Generalization test (performance of models trained on indoor data and tested on distribution data, outdoor night sequence (Aspen)). Smallest errors per velocity component are marked in bold.

	3DCNN + transformer + FC	3DCNN + CA + FC	3DCNN + SA + FC	3DCNN + FC
V _x , m/s	0.050	0.053	0.052	0.052
V _y , m/s	0.037	0.052	0.040	0.041
V _Z , m/s	0.11	0.17	0.137	0.140
ω _x , deg/s	0.134	0.130	0.190	0.191
ω _y , deg/s	0.136	0.130	0.341	0.350
ω _z , deg/s	0.064	0.080	0.10	0.12

The results of these experiments are presented and discussed in the following paragraphs.

5.1 Trained and tested on mixed data

We took four sequences for evaluating the mixed (indoor + outdoor) training. Those sequences were selected from ARPG, ECR, Hallway, and outdoor environments. We chose three sequences for training and one for testing from each environment. We used the models trained on the mixed datasets; we ran each model on all four test sequences and compared the predicted values for all six ego-velocity components with the ground truth calculated (see Section 4.4). On Table 2, all four test sequences were collected by a person walking with the sensor rig. Sequence length for ARPG, Hallway, and outdoor environments is 100–120 s. ECR sequence length is 276 s. On the outdoor test sequence, significant differences were observed in the performance of models. From the results in Table 2, the model that uses transformer layers in the velocity regressor (3DCNN + Transformer + FC) provides a lower RMSE error than other models. In the other two indoor sequences—Hallway and ARPG—we also see similar performance. On the ECR sequence, where the indoor environment was different in structure and contained less training data, the transformer model (3DCNN + Transformer + FC) performed worse than other models for angular velocity components.

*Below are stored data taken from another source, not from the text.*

impl Disassembler<'_> {
    fn run(&mut self) {
        let module = self.module;
        let root = module.root_block();
        if !module.block(root).is_empty() {
            let id = self.block_id(root);
            self.line(0, &format!("%{id} = block {{  # root"));
            for &inst in module.block(root).instructions() {
                self.instruction(1, inst);
            }
            self.line(0, "}");
            self.out.push('\n');
        }
        for (id, _) in module.functions() {
            self.function(id);
        }
    }

    fn line(&mut self, indent: usize, text: &str) {
        self.out.push_str(&indent_str(indent));
        self.out.push_str(text);
        self.out.push('\n');
    }

    // --- Ids ---

    fn fresh_id(&mut self) -> usize {
        let id = self.next_id;
        self.next_id += 1;
        id
    }

    fn value_name(&mut self, value: ValueId) -> String {
        if let Some(name) = self.value_ids.get(&value) {
            return name.clone();
        }
        let module = self.module;
        let Some(data) = module.get_value(value) else {
            return "undef".to_string();
        };
        if let ValueKind::Constant(constant) = data.kind() {
            return self.constant(constant);
        }
        let id = self.fresh_id();
        let name = match data.name() {
            Some(name) if !name.is_empty() => format!("%{}", self.unique(name)),
            _ => format!("%{id}"),
        };
        self.value_ids.insert(value, name.clone());
        name
    }

    /// `%name:type`
    fn value_def(&mut self, value: ValueId) -> String {
        let name = self.value_name(value);
        match self.module.get_value(value) {
            Some(data) => format!("{name}:{}", self.module.types.name(data.ty())),
            None => name,
        }
    }

    fn function_name(&mut self, function: FunctionId) -> String {
        if let Some(name) = self.function_ids.get(&function) {
            return name.clone();
        }
        self.fresh_id();
        let module = self.module;
        let name = match module.get_function(function) {
            Some(data) => format!("%{}", self.unique(data.name())),
            None => "%undef_function".to_string(),
        };
        self.function_ids.insert(function, name.clone());
        name
    }

    fn unique(&mut self, name: &str) -> String {
        let numeric = name.bytes().all(|c| c.is_ascii_digit());
        if !numeric && self.names.insert(name.to_string()) {
            return name.to_string();
        }
        let mut suffix = 1;
        loop {
            let candidate = format!("{name}_{suffix}");
            if self.names.insert(candidate.clone()) {
                return candidate;
            }
            suffix += 1;
        }
    }

    fn block_id(&mut self, block: BlockId) -> String {
        let next = self.next_block;
        let id = *self.block_ids.entry(block).or_insert(next);
        if id == next {
            self.next_block += 1;
        }
        format!("b{id}")
    }

    fn construct_name(&mut self, inst: InstId) -> String {
        if let Some(name) = self.construct_names.get(&inst) {
            return name.clone();
        }
        let (slot, prefix) = match self.module.get_instruction(inst).map(Instruction::kind) {
            Some(InstructionKind::If(_)) => (0, "if"),
            Some(InstructionKind::Loop(_)) => (1, "loop"),
            Some(InstructionKind::Switch(_)) => (2, "switch"),
            _ => return "undef".to_string(),
        };
        self.construct_counts[slot] += 1;
        let name = format!("{prefix}_{}", self.construct_counts[slot]);
        self.construct_names.insert(inst, name.clone());
        name
    }

    // --- Constants ---

    fn constant(&self, id: ConstantId) -> String {
        let constant = &self.module.constants[id];
        let types = &self.module.types;
        let ty_name = types.name(constant.ty);
        match &constant.value {
            ConstantValue::Scalar(scalar) => scalar.to_string(),
            ConstantValue::Composite(elements) => {
                format!("{ty_name}({})", elements.iter().map(|e| self.constant(*e)).join(", "))
            }
            ConstantValue::Splat { element, .. } => {
                format!("{ty_name}({})", self.constant(*element))
            }
            ConstantValue::Zero => match (&types[constant.ty], types.scalar_of(constant.ty)) {
                (Type::Scalar(kind), _) => Scalar::zero(*kind).to_string(),
                (Type::Vector { .. }, Some(kind)) => format!("{ty_name}({})", Scalar::zero(kind)),
                _ => format!("{ty_name}()"),
            },
        }
    }

    // --- Functions and blocks ---

    fn function(&mut self, id: FunctionId) {
        let module = self.module;
        let function = module.function(id);
        let name = self.function_name(id);
        let params: Vec<_> = function
            .params()
            .iter()
            .enumerate()
            .map(|(index, &param)| {
                let def = self.value_def(param);
                let attributes = function.param_attributes(index);
                if attributes.is_empty() {
                    def
                } else {
                    format!("{def} {attributes}")
                }
            })
            .collect();

        let mut header = format!("{name} = ");
        if let Some(stage) = function.stage() {
            header.push_str(&format!("{stage} "));
        }
        header.push_str(&format!(
            "func({}):{}",
            params.join(", "),
            module.types.name(function.return_type())
        ));
        let return_attributes = function.return_attributes();
        if !return_attributes.is_empty() {
            header.push_str(&format!(" {return_attributes}"));
        }
        let body = self.block_id(function.block());
        header.push_str(&format!(" -> %{body} {{"));
        self.line(0, &header);
        self.block(1, function.block());
        self.line(0, "}");
    }

    fn block(&mut self, indent: usize, block: BlockId) {
        let module = self.module;
        let data = module.block(block);
        let id = self.block_id(block);
        let mut header = format!("%{id} = block");
        if !data.params().is_empty() {
            let params = data.params().iter().map(|p| self.value_def(*p)).join(", ");
            header.push_str(&format!(" ({params})"));
        }
        header.push_str(" {");
        match data.role() {
            BlockRole::FunctionBody => {}
            role => {
                if let Some(comment) = role.comment() {
                    header.push_str(&format!("  # {comment}"));
                }
            }
        }
        self.line(indent, &header);
        for &inst in data.instructions() {
            self.instruction(indent + 1, inst);
        }
        self.line(indent, "}");
    }

    // --- Instructions ---

    fn operand_list(&mut self, values: &[ValueId]) -> String {
        values.iter().map(|v| self.value_name(*v)).join(", ")
    }

    fn instruction(&mut self, indent: usize, inst: InstId) {
        let module = self.module;
        let Some(data) = module.get_instruction(inst) else {
            self.line(indent, "<removed instruction>");
            return;
        };
        match &data.kind {
            InstructionKind::If(_) | InstructionKind::Loop(_) | InstructionKind::Switch(_) => {
                self.construct(indent, inst, data);
                return;
            }
            _ => {}
        }

        let results: Vec<_> = data.results().iter().map(|r| self.value_def(*r)).collect();
        let mut text = String::new();
        if !results.is_empty() {
            text.push_str(&format!("{} = ", results.join(", ")));
        }
        text.push_str(data.kind.mnemonic());
        let body = self.instruction_body(data);
        if !body.is_empty() {
            text.push(' ');
            text.push_str(&body);
        }
        if let Some(target) = data.kind.branch_target() {
            if !matches!(
                data.kind,
                InstructionKind::NextIteration(_) | InstructionKind::Continue(_)
            ) {
                let construct = self.construct_name(target);
                text.push_str(&format!("  # {construct}"));
            }
        }
        self.line(indent, &text);
    }

    /// Everything after the mnemonic
    fn instruction_body(&mut self, data: &Instruction) -> String {
        let module = self.module;
        match &data.kind {
            InstructionKind::Swizzle(components) => {
                let object = self.operand_list(data.operands());
                let components: String = components
                    .iter()
                    .map(|c| ['x', 'y', 'z', 'w'].get(*c as usize).copied().unwrap_or('?'))
                    .collect();
                format!("{object}, {components}")
            }
            InstructionKind::Var(attributes) => {
                let mut body = self.operand_list(data.operands());
                if let Some((group, binding)) = attributes.binding_point {
                    if !body.is_empty() {
                        body.push(' ');
                    }
                    body.push_str(&format!("@binding_point({group}, {binding})"));
                }
                body
            }
            InstructionKind::UserCall(function) => {
                let mut body = self.function_name(*function);
                if !data.operands().is_empty() {
                    body.push_str(", ");
                    body.push_str(&self.operand_list(data.operands()));
                }
                body
            }
            InstructionKind::NextIteration(_) | InstructionKind::Continue(_) => {
                let destination = module.branch_destinations(&data.kind);
                let mut body = match destination.first() {
                    Some(block) => format!("%{}", self.block_id(*block)),
                    None => "%undef".to_string(),
                };
                if !data.operands().is_empty() {
                    body.push(' ');
                    body.push_str(&self.operand_list(data.operands()));
                }
                body
            }
            InstructionKind::BreakIf {
                next_iteration_args,
                ..
            } => {
                let operands = data.operands();
                let condition = self.operand_list(&operands[..1.min(operands.len())]);
                let args = data.branch_args();
                let split = (*next_iteration_args).min(args.len());
                let mut body = condition;
                if let Some(body_block) = module.branch_destinations(&data.kind).first() {
                    body.push_str(&format!(" %{}", self.block_id(*body_block)));
                }
                if split > 0 {
                    let next = self.operand_list(&args[..split]);
                    body.push_str(&format!(" next_iteration: [{next}]"));
                }
                if split < args.len() {
                    let exit = self.operand_list(&args[split..]);
                    body.push_str(&format!(" exit_loop: [{exit}]"));
                }
                body
            }
            _ => self.operand_list(data.operands()),
        }
    }

    fn construct(&mut self, indent: usize, inst: InstId, data: &Instruction) {
        let module = self.module;
        let name = self.construct_name(inst);
        let results: Vec<_> = data.results().iter().map(|r| self.value_def(*r)).collect();
        let mut text = String::new();
        if !results.is_empty() {
            text.push_str(&format!("{} = ", results.join(", ")));
        }
        text.push_str(data.kind.mnemonic());

        let mut blocks = Vec::new();
        match &data.kind {
            InstructionKind::If(i) => {
                let condition = self.operand_list(data.operands());
                let t = self.block_id(i.true_block);
                let mut labels = format!("t: %{t}");
                if !self.is_bare_exit(i.false_block) {
                    let f = self.block_id(i.false_block);
                    labels.push_str(&format!(", f: %{f}"));
                    blocks.extend([i.true_block, i.false_block]);
                } else {
                    blocks.push(i.true_block);
                }
                text.push_str(&format!(" {condition} [{labels}]"));
            }
            InstructionKind::Loop(l) => {
                let mut labels = Vec::new();
                if !module.block(l.initializer).is_empty() {
                    labels.push(format!("i: %{}", self.block_id(l.initializer)));
                    blocks.push(l.initializer);
                }
                labels.push(format!("b: %{}", self.block_id(l.body)));
                blocks.push(l.body);
                if !module.block(l.continuing).is_empty() {
                    labels.push(format!("c: %{}", self.block_id(l.continuing)));
                    blocks.push(l.continuing);
                }
                text.push_str(&format!(" [{}]", labels.join(", ")));
            }
            InstructionKind::Switch(s) => {
                let selector = self.operand_list(data.operands());
                let mut cases = Vec::with_capacity(s.cases.len());
                for case in &s.cases {
                    let selectors: Vec<_> = case
                        .selectors
                        .iter()
                        .map(|selector| match selector {
                            CaseSelector::Value(constant) => self.constant(*constant),
                            CaseSelector::Default => "default".to_string(),
                        })
                        .collect();
                    let block = self.block_id(case.block);
                    cases.push(format!("c: ({}, %{block})", selectors.join(" ")));
                    blocks.push(case.block);
                }
                text.push_str(&format!(" {selector} [{}]", cases.join(", ")));
            }
            _ => {}
        }
        text.push_str(&format!(" {{  # {name}"));
        self.line(indent, &text);
        for block in blocks {
            self.block(indent + 1, block);
        }
        self.line(indent, "}");
    }

    /// A false block holding only an `exit_if` without arguments
    fn is_bare_exit(&self, block: BlockId) -> bool {
        match self.module.block(block).instructions() {
            [only] => self.module.get_instruction(*only).is_some_and(|exit| {
                matches!(exit.kind, InstructionKind::ExitIf(_)) && exit.operands().is_empty()
            }),
            _ => false,
        }
    }
}
//! # Instruction Builder
//!
//! Value-producing instructions. Each helper deduces the result type from the
//! operand types, creates the instruction and places it at the cursor.
//! Helpers for single-result instructions return the result value.

use super::Builder;
use crate::instruction::{InstructionKind, VarAttributes};
use crate::ops::{self, BinaryOp, BuiltinFn, SpirvOp, UnaryOp};
use crate::{FunctionId, InstId, TypeId, ValueId};

impl Builder<'_> {
    /// Creates `kind` and places it at the cursor
    pub fn emit(
        &mut self,
        kind: InstructionKind,
        operands: &[ValueId],
        result_types: &[TypeId],
    ) -> InstId {
        let inst = self.create_instruction(kind, operands, result_types);
        self.place(inst);
        inst
    }

    fn emit_value(&mut self, kind: InstructionKind, operands: &[ValueId], ty: TypeId) -> ValueId {
        let inst = self.emit(kind, operands, &[ty]);
        self.module.instructions[inst].results[0]
    }

    fn incoherent(&self, what: &str, operands: &[ValueId]) -> ! {
        let names: Vec<_> = operands
            .iter()
            .map(|v| self.module.types.name(self.module.type_of(*v)))
            .collect();
        panic!("incoherent operand types for {what}: {}", names.join(", "))
    }

    pub fn binary(&mut self, op: BinaryOp, lhs: ValueId, rhs: ValueId) -> ValueId {
        let (l, r) = (self.type_of(lhs), self.type_of(rhs));
        let Some(ty) = ops::binary_result_type(&mut self.module.types, op, l, r) else {
            self.incoherent(op.name(), &[lhs, rhs]);
        };
        self.emit_value(InstructionKind::Binary(op), &[lhs, rhs], ty)
    }

    pub fn unary(&mut self, op: UnaryOp, operand: ValueId) -> ValueId {
        let ty = self.type_of(operand);
        if ops::unary_result_type(&self.module.types, op, ty).is_none() {
            self.incoherent(op.name(), &[operand]);
        }
        self.emit_value(InstructionKind::Unary(op), &[operand], ty)
    }

    /// Indexes `object` (a composite value or a pointer to one) with `indices`
    pub fn access(&mut self, object: ValueId, indices: &[ValueId]) -> ValueId {
        let constant_indices: Vec<_> = indices
            .iter()
            .map(|index| ops::constant_index(self.module.scalar_constant(*index)))
            .collect();
        let object_ty = self.type_of(object);
        let Some(ty) =
            ops::access_result_type(&mut self.module.types, object_ty, &constant_indices)
        else {
            let mut operands = vec![object];
            operands.extend_from_slice(indices);
            self.incoherent("access", &operands);
        };
        let mut operands = Vec::with_capacity(indices.len() + 1);
        operands.push(object);
        operands.extend_from_slice(indices);
        self.emit_value(InstructionKind::Access, &operands, ty)
    }

    /// Shuffles components of a vector
    pub fn swizzle(&mut self, object: ValueId, indices: &[u32]) -> ValueId {
        let object_ty = self.type_of(object);
        let Some(ty) = ops::swizzle_result_type(&mut self.module.types, object_ty, indices) else {
            self.incoherent("swizzle", &[object]);
        };
        self.emit_value(InstructionKind::Swizzle(indices.to_vec()), &[object], ty)
    }

    pub fn construct(&mut self, ty: TypeId, args: &[ValueId]) -> ValueId {
        self.emit_value(InstructionKind::Construct, args, ty)
    }

    /// Element-wise numeric conversion to `ty`
    pub fn convert(&mut self, ty: TypeId, value: ValueId) -> ValueId {
        self.emit_value(InstructionKind::Convert, &[value], ty)
    }

    pub fn bitcast(&mut self, ty: TypeId, value: ValueId) -> ValueId {
        self.emit_value(InstructionKind::Bitcast, &[value], ty)
    }

    /// Binds `value` to a name
    pub fn let_(&mut self, name: impl Into<String>, value: ValueId) -> ValueId {
        let ty = self.type_of(value);
        let result = self.emit_value(InstructionKind::Let, &[value], ty);
        self.set_name(result, name);
        result
    }

    /// Declares a variable; `ty` is the pointer type of the result
    pub fn var(
        &mut self,
        name: impl Into<String>,
        ty: TypeId,
        initializer: Option<ValueId>,
    ) -> ValueId {
        let operands: Vec<_> = initializer.into_iter().collect();
        let result = self.emit_value(
            InstructionKind::Var(VarAttributes::default()),
            &operands,
            ty,
        );
        self.set_name(result, name);
        result
    }

    /// Sets the `@group`/`@binding` of a variable declared by [`Builder::var`]
    pub fn set_binding_point(&mut self, var: ValueId, group: u32, binding: u32) {
        let inst = self.module.values[var]
            .producer()
            .unwrap_or_else(|| panic!("{var:?} is not the result of a var"));
        match &mut self.module.instructions[inst].kind {
            InstructionKind::Var(attributes) => attributes.binding_point = Some((group, binding)),
            other => panic!("{var:?} is produced by {}, not var", other.mnemonic()),
        }
    }

    pub fn load(&mut self, pointer: ValueId) -> ValueId {
        let ptr_ty = self.type_of(pointer);
        let Some(ty) = self.module.types.store_type(ptr_ty) else {
            self.incoherent("load", &[pointer]);
        };
        self.emit_value(InstructionKind::Load, &[pointer], ty)
    }

    pub fn store(&mut self, pointer: ValueId, value: ValueId) -> InstId {
        self.emit(InstructionKind::Store, &[pointer, value], &[])
    }

    /// Calls a user function; the result, if any, is the instruction's only result
    pub fn call(&mut self, function: FunctionId, args: &[ValueId]) -> InstId {
        let return_type = self.module.function(function).return_type();
        let results = if self.module.types.is_void(return_type) {
            Vec::new()
        } else {
            vec![return_type]
        };
        self.emit(InstructionKind::UserCall(function), args, &results)
    }

    pub fn builtin(&mut self, func: BuiltinFn, args: &[ValueId]) -> ValueId {
        let arg_types: Vec<_> = args.iter().map(|a| self.type_of(*a)).collect();
        let Some(ty) = ops::builtin_result_type(&mut self.module.types, func, &arg_types) else {
            self.incoherent(func.name(), args);
        };
        self.emit_value(InstructionKind::BuiltinCall(func), args, ty)
    }

    pub fn discard(&mut self) -> InstId {
        self.emit(InstructionKind::Discard, &[], &[])
    }

    pub fn spirv(&mut self, op: SpirvOp, lhs: ValueId, rhs: ValueId) -> ValueId {
        let (l, r) = (self.type_of(lhs), self.type_of(rhs));
        let Some(ty) = ops::spirv_result_type(&mut self.module.types, op, l, r) else {
            self.incoherent(op.name(), &[lhs, rhs]);
        };
        self.emit_value(InstructionKind::Spirv(op), &[lhs, rhs], ty)
    }
}
impl TypeManager {
    pub fn new() -> Self {
        Self::default()
    }

    /// Returns the canonical handle for `ty`, interning it on first request.
    ///
    /// Panics if the request is incoherent (e.g. a vector of a non-scalar).
    pub fn get(&mut self, ty: Type) -> TypeId {
        if let Some(&id) = self.lookup.get(&ty) {
            return id;
        }
        self.check_coherent(&ty);
        let layout = Layout::of(self, &ty);
        let id = self.types.push(TypeEntry {
            ty: ty.clone(),
            layout,
        });
        self.lookup.insert(ty, id);
        id
    }

    /// Returns the handle for `ty` if it was already interned
    pub fn find(&self, ty: &Type) -> Option<TypeId> {
        self.lookup.get(ty).copied()
    }

    /// Number of distinct interned types
    pub fn len(&self) -> usize {
        self.types.len()
    }

    pub fn is_empty(&self) -> bool {
        self.types.is_empty()
    }

    // --- Convenience constructors ---

    pub fn void(&mut self) -> TypeId {
        self.get(Type::Void)
    }

    pub fn bool(&mut self) -> TypeId {
        self.scalar(ScalarKind::Bool)
    }

    pub fn i32(&mut self) -> TypeId {
        self.scalar(ScalarKind::I32)
    }

    pub fn u32(&mut self) -> TypeId {
        self.scalar(ScalarKind::U32)
    }

    pub fn f32(&mut self) -> TypeId {
        self.scalar(ScalarKind::F32)
    }

    pub fn f16(&mut self) -> TypeId {
        self.scalar(ScalarKind::F16)
    }

    pub fn scalar(&mut self, kind: ScalarKind) -> TypeId {
        self.get(Type::Scalar(kind))
    }

    pub fn vec(&mut self, element: TypeId, width: u32) -> TypeId {
        self.get(Type::Vector { element, width })
    }

    pub fn vec2(&mut self, element: TypeId) -> TypeId {
        self.vec(element, 2)
    }

    pub fn vec3(&mut self, element: TypeId) -> TypeId {
        self.vec(element, 3)
    }

    pub fn vec4(&mut self, element: TypeId) -> TypeId {
        self.vec(element, 4)
    }

    /// `matCxR<element>`
    pub fn mat(&mut self, element: TypeId, columns: u32, rows: u32) -> TypeId {
        let column = self.vec(element, rows);
        self.get(Type::Matrix {
            column,
            columns,
            rows,
        })
    }

    pub fn ptr(&mut self, space: AddressSpace, store: TypeId, access: Access) -> TypeId {
        self.get(Type::Pointer {
            space,
            store,
            access,
        })
    }

    pub fn array(&mut self, element: TypeId, count: u32) -> TypeId {
        let stride = self.stride_of(element);
        self.get(Type::Array {
            element,
            count: ArrayCount::Constant(count),
            stride,
        })
    }

    pub fn runtime_array(&mut self, element: TypeId) -> TypeId {
        let stride = self.stride_of(element);
        self.get(Type::Array {
            element,
            count: ArrayCount::Runtime,
            stride,
        })
    }

    /// Lays out `members` in declaration order and interns the struct
    pub fn structure<S: Into<String>>(
        &mut self,
        name: S,
        members: impl IntoIterator<Item = (String, TypeId)>,
    ) -> TypeId {
        let members = members
            .into_iter()
            .map(|(name, ty)| (name, ty, IoAttributes::default()));
        self.io_structure(name, members)
    }

    /// A struct whose members carry shader IO attributes
    pub fn io_structure<S: Into<String>>(
        &mut self,
        name: S,
        members: impl IntoIterator<Item = (String, TypeId, IoAttributes)>,
    ) -> TypeId {
        let mut offset = 0;
        let mut laid_out = Vec::new();
        for (index, (member_name, ty, attributes)) in members.into_iter().enumerate() {
            let align = self.align(ty);
            let size = self.size(ty);
            offset = round_up(align, offset);
            laid_out.push(StructMember {
                name: member_name,
                ty,
                attributes,
                index: index as u32,
                offset,
                align,
                size,
            });
            offset += size;
        }
        self.get(Type::Struct {
            name: name.into(),
            members: laid_out,
        })
    }

    pub fn atomic(&mut self, element: TypeId) -> TypeId {
        self.get(Type::Atomic { element })
    }

    pub fn sampler(&mut self, kind: SamplerKind) -> TypeId {
        self.get(Type::Sampler(kind))
    }

    pub fn texture(&mut self, kind: TextureKind) -> TypeId {
        self.get(Type::Texture(kind))
    }

    // --- Layout ---

    /// Size in bytes
    pub fn size(&self, id: TypeId) -> u32 {
        self.types[id].layout.size
    }

    /// Alignment in bytes
    pub fn align(&self, id: TypeId) -> u32 {
        self.types[id].layout.align
    }

    fn stride_of(&self, element: TypeId) -> u32 {
        round_up(self.align(element), self.size(element))
    }

    // --- Queries ---

    pub fn is_void(&self, id: TypeId) -> bool {
        matches!(self[id], Type::Void)
    }

    pub fn as_scalar(&self, id: TypeId) -> Option<ScalarKind> {
        match self[id] {
            Type::Scalar(kind) => Some(kind),
            _ => None,
        }
    }

    pub fn is_scalar(&self, id: TypeId) -> bool {
        self.as_scalar(id).is_some()
    }

    pub fn is_vector(&self, id: TypeId) -> bool {
        matches!(self[id], Type::Vector { .. })
    }

    pub fn is_matrix(&self, id: TypeId) -> bool {
        matches!(self[id], Type::Matrix { .. })
    }

    pub fn is_pointer(&self, id: TypeId) -> bool {
        matches!(self[id], Type::Pointer { .. })
    }

    /// Element count of a vector, or `None`
    pub fn vector_width(&self, id: TypeId) -> Option<u32> {
        match self[id] {
            Type::Vector { width, .. } => Some(width),
            _ => None,
        }
    }

    /// The scalar at the bottom of a scalar, vector or matrix type
    pub fn scalar_of(&self, id: TypeId) -> Option<ScalarKind> {
        match self[id] {
            Type::Scalar(kind) => Some(kind),
            Type::Vector { element, .. } => self.scalar_of(element),
            Type::Matrix { column, .. } => self.scalar_of(column),
            _ => None,
        }
    }

    /// Scalar or vector of integers
    pub fn is_integer_scalar_or_vector(&self, id: TypeId) -> bool {
        !self.is_matrix(id) && self.scalar_of(id).is_some_and(ScalarKind::is_integer)
    }

    /// Scalar or vector of `bool`
    pub fn is_bool_scalar_or_vector(&self, id: TypeId) -> bool {
        !self.is_matrix(id) && self.scalar_of(id) == Some(ScalarKind::Bool)
    }

    /// Column vector type of a matrix
    pub fn column_type(&self, id: TypeId) -> Option<TypeId> {
        match self[id] {
            Type::Matrix { column, .. } => Some(column),
            _ => None,
        }
    }

    /// `(columns, rows)` of a matrix
    pub fn matrix_shape(&self, id: TypeId) -> Option<(u32, u32)> {
        match self[id] {
            Type::Matrix { columns, rows, .. } => Some((columns, rows)),
            _ => None,
        }
    }

    /// Store type of a pointer
    pub fn store_type(&self, id: TypeId) -> Option<TypeId> {
        match self[id] {
            Type::Pointer { store, .. } => Some(store),
            _ => None,
        }
    }

    /// Number of elements addressable by a dynamic index, `None` for runtime
    /// arrays and non-indexable types
    pub fn element_count(&self, id: TypeId) -> Option<u32> {
        match self[id] {
            Type::Vector { width, .. } => Some(width),
            Type::Matrix { columns, .. } => Some(columns),
            Type::Array {
                count: ArrayCount::Constant(count),
                ..
            } => Some(count),
            _ => None,
        }
    }

    pub fn is_runtime_array(&self, id: TypeId) -> bool {
        matches!(
            self[id],
            Type::Array {
                count: ArrayCount::Runtime,
                ..
            }
        )
    }

    /// Members of a struct type
    pub fn struct_members(&self, id: TypeId) -> Option<&[StructMember]> {
        match &self[id] {
            Type::Struct { members, .. } => Some(members),
            _ => None,
        }
    }

    /// Type obtained by indexing into `id` with `index`, `None` for a dynamic index.
    ///
    /// Returns `None` when the type cannot be indexed that way.
    pub fn indexed(&self, id: TypeId, index: Option<u32>) -> Option<TypeId> {
        match &self[id] {
            Type::Vector { element, width } => in_bounds(index, *width).then_some(*element),
            Type::Matrix {
                column, columns, ..
            } => in_bounds(index, *columns).then_some(*column),
            Type::Array { element, count, .. } => match count {
                ArrayCount::Constant(count) => in_bounds(index, *count).then_some(*element),
                ArrayCount::Runtime => Some(*element),
            },
            Type::Struct { members, .. } => members.get(index? as usize).map(|member| member.ty),
            _ => None,
        }
    }

    /// Can be stored in memory and used as an array or struct element
    pub fn is_sized(&self, id: TypeId) -> bool {
        match &self[id] {
            Type::Scalar(_) | Type::Vector { .. } | Type::Matrix { .. } | Type::Atomic { .. } => {
                true
            }
            Type::Array { count, .. } => matches!(count, ArrayCount::Constant(_)),
            Type::Struct { members, .. } => members.iter().all(|member| self.is_sized(member.ty)),
            Type::Void | Type::Pointer { .. } | Type::Sampler(_) | Type::Texture(_) => false,
        }
    }

    /// The WGSL spelling of a type, as printed by the disassembler
    pub fn name(&self, id: TypeId) -> String {
        TypeName { types: self, id }.to_string()
    }

    fn check_coherent(&self, ty: &Type) {
        match ty {
            Type::Void | Type::Scalar(_) | Type::Sampler(_) => {}
            Type::Vector { element, width } => {
                assert!(
                    self.is_scalar(*element),
                    "vector element must be a scalar, got {}",
                    self.name(*element)
                );
                assert!(
                    (2..=4).contains(width),
                    "vector width must be in 2..=4, got {width}"
                );
            }
            Type::Matrix {
                column,
                columns,
                rows,
            } => {
                assert!(
                    (2..=4).contains(columns) && (2..=4).contains(rows),
                    "matrix dimensions must be in 2..=4, got {columns}x{rows}"
                );
                assert!(
                    self.vector_width(*column) == Some(*rows)
                        && self.scalar_of(*column).is_some_and(ScalarKind::is_float),
                    "matrix column must be a float vector with {rows} rows, got {}",
                    self.name(*column)
                );
            }
            Type::Array { element, count, .. } => {
                assert!(
                    self.is_sized(*element),
                    "array element must be sized, got {}",
                    self.name(*element)
                );
                assert!(
                    *count != ArrayCount::Constant(0),
                    "array element count must be positive"
                );
            }
            Type::Struct { members, .. } => {
                assert!(!members.is_empty(), "struct must have at least one member");
                let last = members.len() - 1;
                for (i, member) in members.iter().enumerate() {
                    let runtime_tail = i == last && self.is_runtime_array(member.ty);
                    assert!(
                        runtime_tail || self.is_sized(member.ty),
                        "struct member '{}' must be sized, got {}",
                        member.name,
                        self.name(member.ty)
                    );
                }
            }
            Type::Pointer { store, .. } => {
                assert!(
                    !self.is_void(*store) && !self.is_pointer(*store),
                    "pointer store type must be a storable type, got {}",
                    self.name(*store)
                );
            }
            Type::Atomic { element } => {
                assert!(
                    self.as_scalar(*element).is_some_and(ScalarKind::is_integer),
                    "atomic element must be i32 or u32, got {}",
                    self.name(*element)
                );
            }
            Type::Texture(kind) => match kind {
                TextureKind::Sampled { sample_type, .. }
                | TextureKind::Multisampled { sample_type, .. } => {
                    assert!(
                        matches!(
                            self.as_scalar(*sample_type),
                            Some(ScalarKind::F32 | ScalarKind::I32 | ScalarKind::U32)
                        ),
                        "texture sample type must be f32, i32 or u32, got {}",
                        self.name(*sample_type)
                    );
                }
                TextureKind::Depth { .. }
                | TextureKind::DepthMultisampled
                | TextureKind::Storage { .. } => {}
            },
        }
    }
}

We used boxplot for visualization, where the values are plotted as a distribution of errors in each element of ego-velocity for all models from Table 2; Figure 5 represents linear ego-velocities, and Figure 6 represents angular ego-velocities. These plots show the errors as boxes where mean values are shown as green triangles, the green line as median, and lower and upper boundaries show the standard deviation for each ego-velocity element. We observed that model C (3DCNN + SA + FC) clearly performs worse than other models for some velocity components. The main differences are for the velocity components that do not vary significantly across the selected dataset—for example, linear velocity in x and z dimensions (Vx, Vz) and angular velocity in x and y dimensions (ω _x, ω _y). Model C uses the simplest attention mechanism, just one layer of self-attention, and can thus cause more errors, especially when the actual values of ego-velocity components are small—for example, ω _y, ω _z < 0.5 deg/sec.

FIGURE 5

RMSE error distribution for each liner velocity component (trained and tested on the mixed dataset). Models include (A) 3DCNN + Transformer + FC, (B) 3DCNN + CA + FC, (C) 3DCNN + SA + FC, and (D) 3DCNN + FC). Each box accounts for errors from all four test sequences. The green line is the median, and green triangle is the mean value.

FIGURE 6

RMSE error distribution for each angular velocity component (trained and tested on the mixed dataset). Models include (A) 3DCNN + Transformer + FC, (B) 3DCNN + CA + FC, (C) 3DCNN + SA + FC, and (D) 3DCNN + FC). Each box accounts for errors from all four test sequences. The green line is the median, and the green triangle is the mean value.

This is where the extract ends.